— …Я вас понял, Аркадий Григорьевич. Да, очень хорошо. Я его встречу, конечно, все будет по высшему классу.

Галина напрягла слух — и ей удалось расслышать в трубке знакомую речь скороговоркой… Речь, которую она, как профессиональный журналист, не могла спутать ни с чьей другой. Конечно, это был Понизовский.

— Спасибо, Аркадий Григорьевич… — Комаров наклонил голову, словно кланяясь невидимому собеседнику. — Спасибо! Все будет путем. Обязательно, обязательно. А у меня, кстати, в машине сидит Ипатьева. Да, та самая. Вот, рядышком… Конечно, конечно, Аркадий Григорьевич, я тоже об этом подумал. Сделаем… Ну, постараемся, во всяком случае.

Комаров отключил связь, сунул трубку в карман и посмотрел на Ипатьеву.

— Уф-ф! — выдохнул он наконец.

Галина, глазам своим не веря, заметила на лбу своего странного нового знакомого капельки пота.

— Понизовский звонил, — пояснил Комаров Галине то, что она уже поняла и сама.

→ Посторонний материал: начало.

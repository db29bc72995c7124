//! Call Routes - Record Ingestion

use axum::{extract::State, http::StatusCode, routing::post, Json, Router};

use callboard::CallRecord;

use crate::models::CreateCallRequest;
use crate::AppState;

/// Ingest one call record
#[utoipa::path(
    post,
    path = "/api/calls",
    request_body = CreateCallRequest,
    responses(
        (status = 201, description = "Record persisted", body = CallRecord),
        (status = 500, description = "Storage failure, nothing persisted")
    ),
    tag = "Calls"
)]
pub async fn create_call(
    State(state): State<AppState>,
    Json(payload): Json<CreateCallRequest>,
) -> Result<(StatusCode, Json<CallRecord>), (StatusCode, String)> {
    let record = state
        .ingest
        .ingest(payload.into_new_record())
        .await
        .map_err(|e| (StatusCode::INTERNAL_SERVER_ERROR, e.to_string()))?;

    Ok((StatusCode::CREATED, Json(record)))
}

pub fn router() -> Router<AppState> {
    Router::new().route("/api/calls", post(create_call))
}
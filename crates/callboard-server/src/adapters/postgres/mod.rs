//! PostgreSQL Adapters

mod call_record_repository;

pub use call_record_repository::PgCallRecordRepository;
//! Analytics Application Service (Use Case)
//!
//! Reads a snapshot of the record log and runs the pure aggregation
//! engine over it. Read failures surface immediately; a query that
//! matches zero rows is a successful report full of zero defaults.

use std::sync::Arc;

use callboard::{analytics, AnalyticsReport, CallRecordRepository, Country, DomainError};

/// Application service for analytics queries
pub struct AnalyticsService<R: CallRecordRepository> {
    repo: Arc<R>,
}

impl<R: CallRecordRepository> AnalyticsService<R> {
    pub fn new(repo: Arc<R>) -> Self {
        Self { repo }
    }

    /// Aggregate all views over the log, optionally restricted to a country
    pub async fn analyze(&self, country: Option<Country>) -> Result<AnalyticsReport, DomainError> {
        let records = self.repo.scan(country).await?;
        Ok(analytics::analyze(&records, chrono::Utc::now()))
    }
}

#[cfg(test)]
mod tests {
    use super::*;
    use crate::application::IngestService;
    use async_trait::async_trait;
    use callboard::{normalize, CallRecord, NewCallRecord, Sentiment};
    use std::sync::Mutex;
    use uuid::Uuid;

    struct InMemoryRepository {
        records: Mutex<Vec<CallRecord>>,
    }

    impl InMemoryRepository {
        fn new() -> Self {
            Self {
                records: Mutex::new(Vec::new()),
            }
        }
    }

    #[async_trait]
    impl CallRecordRepository for InMemoryRepository {
        async fn append(&self, record: &NewCallRecord) -> Result<CallRecord, DomainError> {
            let saved = CallRecord {
                id: Uuid::new_v4(),
                phone: record.phone.clone(),
                status: record.status.clone(),
                sentiment: record.sentiment,
                call_human: record.call_human,
                summary: record.summary.clone(),
                attempt: record.attempt,
                duration: record.duration,
                country: record.country,
                created_at: record.created_at.unwrap_or_else(chrono::Utc::now),
            };
            self.records.lock().unwrap().push(saved.clone());
            Ok(saved)
        }

        async fn scan(&self, country: Option<Country>) -> Result<Vec<CallRecord>, DomainError> {
            let records = self.records.lock().unwrap();
            Ok(records
                .iter()
                .filter(|r| country.map_or(true, |c| r.country == c))
                .cloned()
                .collect())
        }
    }

    fn new_record(phone: &str, status: &str) -> NewCallRecord {
        let phone = normalize::clean_phone(phone);
        NewCallRecord {
            status: status.to_string(),
            sentiment: normalize::sentiment_for(status),
            call_human: normalize::needs_human(status),
            summary: String::new(),
            attempt: 1,
            duration: 60,
            country: normalize::country_for(&phone),
            created_at: None,
            phone,
        }
    }

    #[tokio::test]
    async fn ingest_then_analyze_reflects_the_new_record() {
        let repo = Arc::new(InMemoryRepository::new());
        let ingest = IngestService::new(repo.clone());
        let analytics = AnalyticsService::new(repo);

        let before = analytics.analyze(None).await.unwrap();
        assert_eq!(before.summary.total_calls, 0);

        let saved = ingest
            .ingest(new_record("+34 600 111 222", "success"))
            .await
            .unwrap();
        assert_eq!(saved.phone, "+34600111222");
        assert_eq!(saved.sentiment, Sentiment::Satisfied);

        let after = analytics.analyze(None).await.unwrap();
        assert_eq!(after.summary.total_calls, 1);
        assert_eq!(after.status_distribution["success"], 1);
        assert_eq!(after.sentiment_distribution["satisfied"], 1);
        assert_eq!(after.recent_calls.len(), 1);
        assert_eq!(after.recent_calls[0].id, saved.id);
    }

    #[tokio::test]
    async fn country_filter_restricts_every_view() {
        let repo = Arc::new(InMemoryRepository::new());
        let ingest = IngestService::new(repo.clone());
        let analytics = AnalyticsService::new(repo);

        ingest
            .ingest(new_record("+351911222333", "success"))
            .await
            .unwrap();
        ingest
            .ingest(new_record("+34600111222", "hang up"))
            .await
            .unwrap();
        ingest
            .ingest(new_record("+34600333444", "callback requested"))
            .await
            .unwrap();

        let report = analytics.analyze(Some(Country::Pt)).await.unwrap();

        assert_eq!(report.summary.total_calls, 1);
        assert_eq!(report.summary.partners_contacted, 1);
        assert_eq!(report.status_distribution.len(), 1);
        assert_eq!(report.status_distribution["success"], 1);
        assert!(report.recent_calls.iter().all(|r| r.country == Country::Pt));

        let all = analytics.analyze(None).await.unwrap();
        assert_eq!(all.summary.total_calls, 3);
        assert_eq!(all.summary.human_needed, 1);
    }
}
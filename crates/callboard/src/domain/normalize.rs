//! Record Normalization - canonical call record fields from raw outcomes
//!
//! Turns a raw per-call classification or a per-phone outcome tally into
//! the canonical status / sentiment / call_human / country shape. Every
//! function here is total: malformed input falls back to a documented
//! default, never an error.

use std::collections::HashMap;

use crate::domain::value_objects::{Country, OutcomeBreakdown, Sentiment};

/// Outcome labels ordered by severity. `dominant_status` scans this list
/// top-down and returns the first label with a positive count: one
/// "success" among a hundred "hang up"s still wins. Priority, not
/// majority.
pub const STATUS_PRIORITY: [&str; 8] = [
    "success",
    "callback requested",
    "not interested",
    "avoid callback",
    "not the right person",
    "wrong flow",
    "hang up",
    "voicemail",
];

/// Sentinel status for an empty breakdown or an unclassified call
pub const STATUS_UNKNOWN: &str = "unknown";
pub const STATUS_FAILED: &str = "failed";
pub const STATUS_VOICEMAIL: &str = "voicemail";
pub const STATUS_CALLBACK_REQUESTED: &str = "callback requested";

/// Fallback summary for a breakdown with no positive counts
pub const EMPTY_SUMMARY: &str = "no calls recorded";

/// Strip spaces and collapse a leading run of '+' to a single '+'.
///
/// Best-effort: any input yields some string, never an error.
pub fn clean_phone(raw: &str) -> String {
    let mut cleaned = raw.replace(' ', "");
    while cleaned.starts_with("++") {
        cleaned.remove(0);
    }
    cleaned
}

/// Highest-priority outcome present in the breakdown.
///
/// Falls back to the breakdown's first label (insertion order) when no
/// priority label has a positive count, and to [`STATUS_UNKNOWN`] when
/// the breakdown is empty.
pub fn dominant_status(breakdown: &OutcomeBreakdown) -> String {
    for status in STATUS_PRIORITY {
        if breakdown.get(status) > 0 {
            return status.to_string();
        }
    }
    breakdown
        .first_label()
        .unwrap_or(STATUS_UNKNOWN)
        .to_string()
}

/// Sentiment derived from the dominant outcome
pub fn sentiment_for(status: &str) -> Sentiment {
    match status {
        "success" => Sentiment::Satisfied,
        "not interested" | "avoid callback" => Sentiment::Upset,
        _ => Sentiment::Neutral,
    }
}

/// Whether the outcome requires human follow-up.
///
/// Keyed off the dominant status only: a record needs a human iff the
/// caller asked to be called back.
pub fn needs_human(status: &str) -> bool {
    status == STATUS_CALLBACK_REQUESTED
}

/// Country derived from the (cleaned) phone prefix
pub fn country_for(phone: &str) -> Country {
    if phone.starts_with("+351") {
        Country::Pt
    } else {
        Country::Es
    }
}

/// Human-readable recap of the breakdown: "1 success, 9 hang up".
///
/// Labels with non-positive counts are skipped; [`EMPTY_SUMMARY`] when
/// nothing remains.
pub fn compose_summary(breakdown: &OutcomeBreakdown) -> String {
    let parts: Vec<String> = breakdown
        .iter()
        .filter(|(_, count)| *count > 0)
        .map(|(label, count)| format!("{} {}", count, label))
        .collect();

    if parts.is_empty() {
        EMPTY_SUMMARY.to_string()
    } else {
        parts.join(", ")
    }
}

/// Aggregate-mode call length: minutes excluding voicemail, in seconds
pub fn aggregate_duration_secs(minutes_excluding_voicemail: f64) -> i32 {
    (minutes_excluding_voicemail * 60.0).round() as i32
}

/// Aggregate-mode attempt count: sum of every breakdown value, voicemail
/// attempts included. Deliberately asymmetric with the duration rule
/// above, which excludes voicemail time.
pub fn aggregate_attempts(breakdown: &OutcomeBreakdown) -> i32 {
    breakdown.total() as i32
}

/// Per-call-mode attempt ordinals: the Nth call to the same phone, over
/// a sequence already sorted by timestamp ascending. Ties keep input
/// order.
pub fn attempt_numbers<'a, I>(phones_in_time_order: I) -> Vec<i32>
where
    I: IntoIterator<Item = &'a str>,
{
    let mut seen: HashMap<String, i32> = HashMap::new();
    phones_in_time_order
        .into_iter()
        .map(|phone| {
            let counter = seen.entry(phone.to_string()).or_insert(0);
            *counter += 1;
            *counter
        })
        .collect()
}
//! CallRecord - One persisted row per phone call
//!
//! Records are append-only: created exactly once via ingestion, never
//! updated or deleted afterwards. The aggregator only reads.

use chrono::{DateTime, Utc};
use serde::{Deserialize, Serialize};
use utoipa::ToSchema;
use uuid::Uuid;

use crate::domain::value_objects::{Country, Sentiment};

/// A persisted call record
#[derive(Debug, Clone, Serialize, Deserialize, ToSchema)]
pub struct CallRecord {
    /// Assigned by storage on insert
    pub id: Uuid,
    pub phone: String,
    pub status: String,
    pub sentiment: Sentiment,
    pub call_human: bool,
    pub summary: String,
    pub attempt: i32,
    pub duration: i32,
    pub country: Country,
    pub created_at: DateTime<Utc>,
}

/// A call record ready to append, before storage assigns an id
#[derive(Debug, Clone, Serialize, Deserialize)]
pub struct NewCallRecord {
    pub phone: String,
    pub status: String,
    pub sentiment: Sentiment,
    pub call_human: bool,
    pub summary: String,
    pub attempt: i32,
    pub duration: i32,
    pub country: Country,
    /// Explicit creation time; storage uses the current time when absent
    pub created_at: Option<DateTime<Utc>>,
}
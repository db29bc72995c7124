//! Callboard CLI - Offline export replay and seeding
//!
//! Posts call records to the Callboard API: replays the two offline
//! JSON export shapes, seeds mock data, and manages the stored API key.

mod api;
mod config;
mod replay;
mod seed;

use std::fs;
use std::time::Duration;

use anyhow::{bail, Context, Result};
use clap::{Parser, Subcommand};
use colored::Colorize;
use dialoguer::{Confirm, Password};

use api::{CallboardClient, ClientConfig};
use config::Config;
use replay::{AggregateEntry, CallEntry};

#[derive(Parser)]
#[command(name = "callboard")]
#[command(about = "Callboard CLI - replay call exports and seed mock data", long_about = None)]
#[command(version)]
struct Cli {
    #[command(subcommand)]
    command: Commands,
}

#[derive(Subcommand)]
enum Commands {
    /// Login and store API key
    Login {
        /// API key (will prompt if not provided)
        #[arg(short, long)]
        key: Option<String>,
    },

    /// Replay an offline JSON export against the API
    Replay {
        #[command(subcommand)]
        action: ReplayAction,
    },

    /// Seed the database with mock call records
    Seed {
        /// Number of records to generate
        #[arg(short, long, default_value = "100")]
        count: usize,
        /// Skip the confirmation prompt
        #[arg(short, long)]
        yes: bool,
    },

    /// Show current configuration
    Config,
}

#[derive(Subcommand)]
enum ReplayAction {
    /// Aggregate export: one entry per phone with a result_breakdown
    /// map and minutes_excluding_voicemail
    Aggregate {
        /// Path to the JSON export
        file: String,
        /// Skip the first N entries (already posted)
        #[arg(long, default_value = "0")]
        skip: usize,
    },

    /// Per-call export: one entry per call with phone, partner, status,
    /// duration and timestamp
    Calls {
        /// Path to the JSON export
        file: String,
        /// Skip the first N entries (already posted)
        #[arg(long, default_value = "0")]
        skip: usize,
        /// Force a country for every record instead of deriving it
        /// from the phone prefix
        #[arg(long)]
        country: Option<String>,
    },
}

#[tokio::main]
async fn main() -> Result<()> {
    let cli = Cli::parse();

    match cli.command {
        Commands::Login { key } => cmd_login(key).await,
        Commands::Replay { action } => cmd_replay(action).await,
        Commands::Seed { count, yes } => cmd_seed(count, yes).await,
        Commands::Config => cmd_config(),
    }
}

fn build_client(config: &Config) -> Result<CallboardClient> {
    CallboardClient::new(ClientConfig::new(
        &config.base_url,
        config.api_key.clone(),
    ))
}

// ============================================
// Command Implementations
// ============================================

async fn cmd_login(key: Option<String>) -> Result<()> {
    let mut config = Config::load()?;

    let api_key = match key {
        Some(k) => k,
        None => Password::new()
            .with_prompt("API Key")
            .interact()
            .context("Failed to read API key")?,
    };

    config.set_api_key(api_key);

    let client = build_client(&config)?;
    print!("Testing connection... ");

    match client.health().await {
        Ok(true) => {
            println!("{}", "OK".green());
        }
        _ => {
            println!("{}", "Failed".red());
            bail!(
                "Could not connect to Callboard API at {}. Check the server and base_url.",
                config.base_url
            );
        }
    }

    config.save()?;
    println!(
        "{} API key saved to {:?}",
        "✓".green(),
        Config::config_path()?
    );

    Ok(())
}

async fn cmd_replay(action: ReplayAction) -> Result<()> {
    let config = Config::load()?;
    let client = build_client(&config)?;
    let send_delay = Duration::from_millis(config.send_delay_ms);

    let (batch, skip) = match action {
        ReplayAction::Aggregate { file, skip } => {
            let content = fs::read_to_string(&file)
                .with_context(|| format!("Failed to read {}", file))?;
            let entries: Vec<AggregateEntry> = serde_json::from_str(&content)
                .with_context(|| format!("Failed to parse {} as an aggregate export", file))?;

            println!("Loaded {} entries from {}", entries.len(), file);
            println!("Posting to {}\n", config.base_url);

            let batch: Vec<_> = entries
                .iter()
                .map(|entry| (replay::aggregate_label(entry), replay::build_aggregate_payload(entry)))
                .collect();
            (batch, skip)
        }

        ReplayAction::Calls { file, skip, country } => {
            let content = fs::read_to_string(&file)
                .with_context(|| format!("Failed to read {}", file))?;
            let entries: Vec<CallEntry> = serde_json::from_str(&content)
                .with_context(|| format!("Failed to parse {} as a per-call export", file))?;

            let country_override = match country.as_deref() {
                Some(value) => match value.parse() {
                    Ok(country) => Some(country),
                    Err(_) => bail!("--country must be ES or PT, got '{}'", value),
                },
                None => None,
            };

            println!("Loaded {} calls from {}", entries.len(), file);
            println!("Posting to {}\n", config.base_url);

            let batch: Vec<_> = replay::build_call_payloads(entries, country_override)
                .into_iter()
                .map(|payload| (payload.summary.clone(), payload))
                .collect();
            (batch, skip)
        }
    };

    let stats = replay::run(&client, batch, send_delay, skip).await;

    if stats.failed > 0 {
        bail!("{} entries failed after retry", stats.failed);
    }
    Ok(())
}

async fn cmd_seed(count: usize, yes: bool) -> Result<()> {
    let config = Config::load()?;

    if !yes {
        let confirmed = Confirm::new()
            .with_prompt(format!(
                "Post {} mock records to {}?",
                count, config.base_url
            ))
            .default(false)
            .interact()
            .context("Failed to read confirmation")?;
        if !confirmed {
            println!("Aborted.");
            return Ok(());
        }
    }

    let client = build_client(&config)?;
    let send_delay = Duration::from_millis(config.send_delay_ms);

    let batch: Vec<_> = seed::generate(count)
        .into_iter()
        .map(|payload| (payload.status.clone(), payload))
        .collect();

    let stats = replay::run(&client, batch, send_delay, 0).await;

    if stats.failed > 0 {
        bail!("{} records failed after retry", stats.failed);
    }
    Ok(())
}

fn cmd_config() -> Result<()> {
    let config = Config::load()?;

    println!("{}", "Configuration:".bold());
    println!("  config file : {:?}", Config::config_path()?);
    println!("  base_url    : {}", config.base_url);
    println!(
        "  api_key     : {}",
        match &config.api_key {
            Some(_) => "set".green().to_string(),
            None => "not set".yellow().to_string(),
        }
    );
    println!("  send delay  : {} ms", config.send_delay_ms);

    Ok(())
}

— Вы так близко знакомы? — Галина решила выдержать тон… Не впадать же в истерику по поводу столь высоких связей Комарова! Надо показать, что не очень она удивлена звонком и не слишком ее интересует, о каких-таких делах ведет разговор с никому не известным питерцем сам… Сам… Сам Аркадий Григорьевич.

— Да, приходится, — ответил Комаров, видимо, придя в себя. — Черт!.. Столько нервов уходит…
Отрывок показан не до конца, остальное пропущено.